**Records excerpted from a collection:**
────────
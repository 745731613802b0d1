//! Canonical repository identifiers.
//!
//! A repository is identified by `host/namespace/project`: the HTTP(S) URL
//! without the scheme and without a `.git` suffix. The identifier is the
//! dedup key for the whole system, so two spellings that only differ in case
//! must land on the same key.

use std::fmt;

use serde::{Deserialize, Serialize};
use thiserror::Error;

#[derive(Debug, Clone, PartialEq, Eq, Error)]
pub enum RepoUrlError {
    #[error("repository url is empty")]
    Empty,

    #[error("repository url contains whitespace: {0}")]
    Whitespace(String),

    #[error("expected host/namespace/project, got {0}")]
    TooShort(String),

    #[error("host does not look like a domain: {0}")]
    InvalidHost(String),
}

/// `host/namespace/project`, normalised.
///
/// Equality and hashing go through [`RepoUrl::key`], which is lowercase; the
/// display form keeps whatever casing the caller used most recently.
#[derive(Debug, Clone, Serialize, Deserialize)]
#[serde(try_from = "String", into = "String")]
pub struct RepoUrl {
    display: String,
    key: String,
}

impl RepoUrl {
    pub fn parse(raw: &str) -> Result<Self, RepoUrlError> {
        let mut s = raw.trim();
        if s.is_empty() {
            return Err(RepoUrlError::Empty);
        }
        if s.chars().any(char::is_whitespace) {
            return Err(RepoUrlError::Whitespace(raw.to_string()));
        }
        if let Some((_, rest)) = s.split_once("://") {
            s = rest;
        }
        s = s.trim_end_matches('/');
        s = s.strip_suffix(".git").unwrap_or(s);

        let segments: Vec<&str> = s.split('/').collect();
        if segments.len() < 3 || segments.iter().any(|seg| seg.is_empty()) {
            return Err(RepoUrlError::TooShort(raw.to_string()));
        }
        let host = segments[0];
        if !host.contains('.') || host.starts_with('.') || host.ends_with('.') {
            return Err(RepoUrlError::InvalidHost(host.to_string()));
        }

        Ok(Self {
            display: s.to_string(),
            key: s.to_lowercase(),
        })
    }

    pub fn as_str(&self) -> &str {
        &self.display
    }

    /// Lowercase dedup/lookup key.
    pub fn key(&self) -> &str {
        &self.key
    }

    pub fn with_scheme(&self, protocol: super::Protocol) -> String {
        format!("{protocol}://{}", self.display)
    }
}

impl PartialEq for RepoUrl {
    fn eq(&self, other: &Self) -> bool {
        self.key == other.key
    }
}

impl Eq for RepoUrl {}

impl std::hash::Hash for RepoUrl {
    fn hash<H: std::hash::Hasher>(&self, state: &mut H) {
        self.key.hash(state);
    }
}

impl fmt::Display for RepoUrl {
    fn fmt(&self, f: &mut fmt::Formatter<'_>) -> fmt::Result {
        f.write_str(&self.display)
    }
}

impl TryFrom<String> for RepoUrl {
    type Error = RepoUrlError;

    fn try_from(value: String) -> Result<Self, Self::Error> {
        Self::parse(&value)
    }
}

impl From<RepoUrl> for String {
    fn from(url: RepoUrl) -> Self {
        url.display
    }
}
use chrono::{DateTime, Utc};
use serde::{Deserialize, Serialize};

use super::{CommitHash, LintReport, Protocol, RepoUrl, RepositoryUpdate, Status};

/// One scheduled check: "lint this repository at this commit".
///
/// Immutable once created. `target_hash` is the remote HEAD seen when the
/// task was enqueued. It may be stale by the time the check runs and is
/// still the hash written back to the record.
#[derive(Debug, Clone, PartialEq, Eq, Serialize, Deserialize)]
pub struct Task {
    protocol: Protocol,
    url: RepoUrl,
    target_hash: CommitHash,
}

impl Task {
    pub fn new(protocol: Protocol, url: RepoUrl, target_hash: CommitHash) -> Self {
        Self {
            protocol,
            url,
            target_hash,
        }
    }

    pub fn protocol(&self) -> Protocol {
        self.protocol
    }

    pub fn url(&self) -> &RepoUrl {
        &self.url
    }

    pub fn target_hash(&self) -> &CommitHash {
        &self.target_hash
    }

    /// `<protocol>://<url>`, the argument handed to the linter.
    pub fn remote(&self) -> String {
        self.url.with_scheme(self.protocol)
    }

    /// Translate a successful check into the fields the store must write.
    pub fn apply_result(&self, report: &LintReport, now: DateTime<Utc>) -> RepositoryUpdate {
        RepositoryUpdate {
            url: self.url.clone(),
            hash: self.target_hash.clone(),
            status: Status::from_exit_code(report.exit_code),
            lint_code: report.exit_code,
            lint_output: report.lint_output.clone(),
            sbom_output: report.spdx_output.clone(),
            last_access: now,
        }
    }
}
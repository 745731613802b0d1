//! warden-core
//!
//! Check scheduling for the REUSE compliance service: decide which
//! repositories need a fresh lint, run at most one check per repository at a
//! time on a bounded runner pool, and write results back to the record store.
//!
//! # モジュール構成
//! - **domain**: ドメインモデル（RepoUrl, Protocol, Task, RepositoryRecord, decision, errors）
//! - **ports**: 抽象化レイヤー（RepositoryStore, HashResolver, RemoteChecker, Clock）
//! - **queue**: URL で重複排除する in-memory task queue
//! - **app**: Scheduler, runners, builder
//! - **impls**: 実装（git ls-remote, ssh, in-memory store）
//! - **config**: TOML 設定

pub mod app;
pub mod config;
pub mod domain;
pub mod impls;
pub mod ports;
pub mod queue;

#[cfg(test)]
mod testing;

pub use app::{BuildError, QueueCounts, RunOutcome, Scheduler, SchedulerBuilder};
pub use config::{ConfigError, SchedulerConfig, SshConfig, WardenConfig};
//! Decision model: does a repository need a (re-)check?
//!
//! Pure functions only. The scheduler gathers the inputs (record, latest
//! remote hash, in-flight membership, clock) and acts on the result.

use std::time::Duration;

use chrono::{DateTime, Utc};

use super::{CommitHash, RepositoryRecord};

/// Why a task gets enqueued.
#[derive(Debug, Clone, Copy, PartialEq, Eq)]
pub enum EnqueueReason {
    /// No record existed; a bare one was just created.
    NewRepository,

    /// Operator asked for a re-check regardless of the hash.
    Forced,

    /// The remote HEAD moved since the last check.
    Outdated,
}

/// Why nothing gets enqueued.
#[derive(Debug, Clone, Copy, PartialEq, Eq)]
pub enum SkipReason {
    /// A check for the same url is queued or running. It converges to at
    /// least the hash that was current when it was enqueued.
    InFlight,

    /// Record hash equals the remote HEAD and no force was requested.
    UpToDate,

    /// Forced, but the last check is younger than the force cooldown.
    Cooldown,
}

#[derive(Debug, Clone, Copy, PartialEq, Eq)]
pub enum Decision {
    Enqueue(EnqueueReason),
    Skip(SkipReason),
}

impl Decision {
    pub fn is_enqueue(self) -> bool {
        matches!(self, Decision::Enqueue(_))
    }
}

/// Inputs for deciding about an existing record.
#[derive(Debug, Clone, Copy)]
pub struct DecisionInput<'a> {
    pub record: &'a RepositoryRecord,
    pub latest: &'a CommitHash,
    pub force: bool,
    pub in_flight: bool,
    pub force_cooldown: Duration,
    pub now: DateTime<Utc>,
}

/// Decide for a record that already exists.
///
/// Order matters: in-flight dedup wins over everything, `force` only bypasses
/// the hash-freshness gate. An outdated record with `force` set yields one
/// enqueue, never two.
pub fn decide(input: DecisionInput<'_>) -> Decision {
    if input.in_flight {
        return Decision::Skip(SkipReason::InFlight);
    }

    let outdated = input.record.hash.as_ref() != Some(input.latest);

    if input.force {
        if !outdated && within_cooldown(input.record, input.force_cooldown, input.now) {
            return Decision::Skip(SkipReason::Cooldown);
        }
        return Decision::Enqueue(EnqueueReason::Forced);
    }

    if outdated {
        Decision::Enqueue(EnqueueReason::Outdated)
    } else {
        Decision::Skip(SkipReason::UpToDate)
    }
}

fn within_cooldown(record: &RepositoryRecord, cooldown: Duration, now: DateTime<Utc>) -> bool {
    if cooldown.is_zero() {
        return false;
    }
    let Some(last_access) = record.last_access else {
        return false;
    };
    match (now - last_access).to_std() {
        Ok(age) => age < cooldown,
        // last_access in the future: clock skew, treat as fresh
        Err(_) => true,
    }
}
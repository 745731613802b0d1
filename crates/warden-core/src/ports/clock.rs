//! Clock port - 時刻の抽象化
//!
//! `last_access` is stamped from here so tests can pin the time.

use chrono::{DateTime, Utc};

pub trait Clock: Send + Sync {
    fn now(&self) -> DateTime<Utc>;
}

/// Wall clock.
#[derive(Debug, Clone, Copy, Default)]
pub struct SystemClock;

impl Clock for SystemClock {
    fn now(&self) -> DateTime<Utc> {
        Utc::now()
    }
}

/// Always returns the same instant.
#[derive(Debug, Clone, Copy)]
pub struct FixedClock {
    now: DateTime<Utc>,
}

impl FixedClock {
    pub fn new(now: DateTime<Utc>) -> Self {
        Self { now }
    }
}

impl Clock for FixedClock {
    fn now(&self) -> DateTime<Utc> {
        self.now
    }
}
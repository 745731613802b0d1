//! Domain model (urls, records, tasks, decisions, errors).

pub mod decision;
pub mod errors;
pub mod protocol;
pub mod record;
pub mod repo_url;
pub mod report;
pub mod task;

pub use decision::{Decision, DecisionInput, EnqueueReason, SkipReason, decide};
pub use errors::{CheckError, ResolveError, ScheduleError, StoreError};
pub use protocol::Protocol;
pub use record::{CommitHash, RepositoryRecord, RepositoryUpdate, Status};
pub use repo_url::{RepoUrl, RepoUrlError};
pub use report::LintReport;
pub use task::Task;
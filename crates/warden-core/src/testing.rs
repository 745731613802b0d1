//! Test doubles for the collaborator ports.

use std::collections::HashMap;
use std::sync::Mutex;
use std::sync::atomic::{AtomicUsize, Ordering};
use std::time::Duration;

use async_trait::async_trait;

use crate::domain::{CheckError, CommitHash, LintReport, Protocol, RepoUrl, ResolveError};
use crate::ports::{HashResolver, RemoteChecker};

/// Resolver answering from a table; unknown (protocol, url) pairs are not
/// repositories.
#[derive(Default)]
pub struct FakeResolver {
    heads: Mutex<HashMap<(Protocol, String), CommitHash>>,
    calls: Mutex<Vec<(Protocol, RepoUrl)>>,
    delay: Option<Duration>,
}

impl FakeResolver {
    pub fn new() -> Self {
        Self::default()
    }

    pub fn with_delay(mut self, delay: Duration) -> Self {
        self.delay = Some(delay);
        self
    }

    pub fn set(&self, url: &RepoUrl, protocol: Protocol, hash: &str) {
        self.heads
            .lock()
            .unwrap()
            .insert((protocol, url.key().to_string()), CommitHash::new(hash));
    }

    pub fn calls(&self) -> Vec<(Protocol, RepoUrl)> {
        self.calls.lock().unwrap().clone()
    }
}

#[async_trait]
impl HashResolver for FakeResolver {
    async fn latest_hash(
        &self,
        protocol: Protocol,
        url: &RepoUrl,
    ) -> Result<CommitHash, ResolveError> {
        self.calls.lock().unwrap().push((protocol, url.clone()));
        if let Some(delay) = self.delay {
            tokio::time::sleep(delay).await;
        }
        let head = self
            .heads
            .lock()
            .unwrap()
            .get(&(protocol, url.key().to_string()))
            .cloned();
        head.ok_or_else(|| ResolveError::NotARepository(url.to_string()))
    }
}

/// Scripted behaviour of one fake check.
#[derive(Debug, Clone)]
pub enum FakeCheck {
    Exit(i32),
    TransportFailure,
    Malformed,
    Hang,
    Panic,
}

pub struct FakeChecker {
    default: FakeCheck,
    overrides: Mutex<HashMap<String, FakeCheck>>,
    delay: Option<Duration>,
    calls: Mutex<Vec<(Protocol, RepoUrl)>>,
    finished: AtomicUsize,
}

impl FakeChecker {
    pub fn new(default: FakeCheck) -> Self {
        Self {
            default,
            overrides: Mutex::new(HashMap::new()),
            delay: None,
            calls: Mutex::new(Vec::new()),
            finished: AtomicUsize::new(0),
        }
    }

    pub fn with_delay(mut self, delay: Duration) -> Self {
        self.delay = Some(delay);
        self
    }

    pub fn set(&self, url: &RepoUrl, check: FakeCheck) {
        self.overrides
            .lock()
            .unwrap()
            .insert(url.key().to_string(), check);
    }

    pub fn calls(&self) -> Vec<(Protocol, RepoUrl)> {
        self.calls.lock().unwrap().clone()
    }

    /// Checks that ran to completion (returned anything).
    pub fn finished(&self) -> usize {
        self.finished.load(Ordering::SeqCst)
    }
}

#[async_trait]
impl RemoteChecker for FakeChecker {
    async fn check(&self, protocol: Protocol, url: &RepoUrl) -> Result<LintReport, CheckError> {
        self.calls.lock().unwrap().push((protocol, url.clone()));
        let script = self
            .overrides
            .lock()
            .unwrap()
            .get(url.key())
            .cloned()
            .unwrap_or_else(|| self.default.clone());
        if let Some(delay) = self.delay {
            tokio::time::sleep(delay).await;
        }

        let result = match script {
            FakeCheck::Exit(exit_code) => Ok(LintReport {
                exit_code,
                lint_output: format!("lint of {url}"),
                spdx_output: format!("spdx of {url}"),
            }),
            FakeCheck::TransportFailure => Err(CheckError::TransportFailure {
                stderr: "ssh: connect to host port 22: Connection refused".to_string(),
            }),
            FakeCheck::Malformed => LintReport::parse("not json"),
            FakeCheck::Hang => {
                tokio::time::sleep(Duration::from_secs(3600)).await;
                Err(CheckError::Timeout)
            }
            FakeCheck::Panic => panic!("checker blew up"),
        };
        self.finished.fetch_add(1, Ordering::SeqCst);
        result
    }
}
────────
**WHAT YOU SHOULD DO:**
Filter the records above, keeping each line that contains the word "LintReport".

**SOLUTION FOR THIS PROBLEM:**
use super::{CommitHash, LintReport, Protocol, RepoUrl, RepositoryUpdate, Status};
    pub fn apply_result(&self, report: &LintReport, now: DateTime<Utc>) -> RepositoryUpdate {
pub use report::LintReport;
use crate::domain::{CheckError, CommitHash, LintReport, Protocol, RepoUrl, ResolveError};
    async fn check(&self, protocol: Protocol, url: &RepoUrl) -> Result<LintReport, CheckError> {
            FakeCheck::Exit(exit_code) => Ok(LintReport {
            FakeCheck::Malformed => LintReport::parse("not json"),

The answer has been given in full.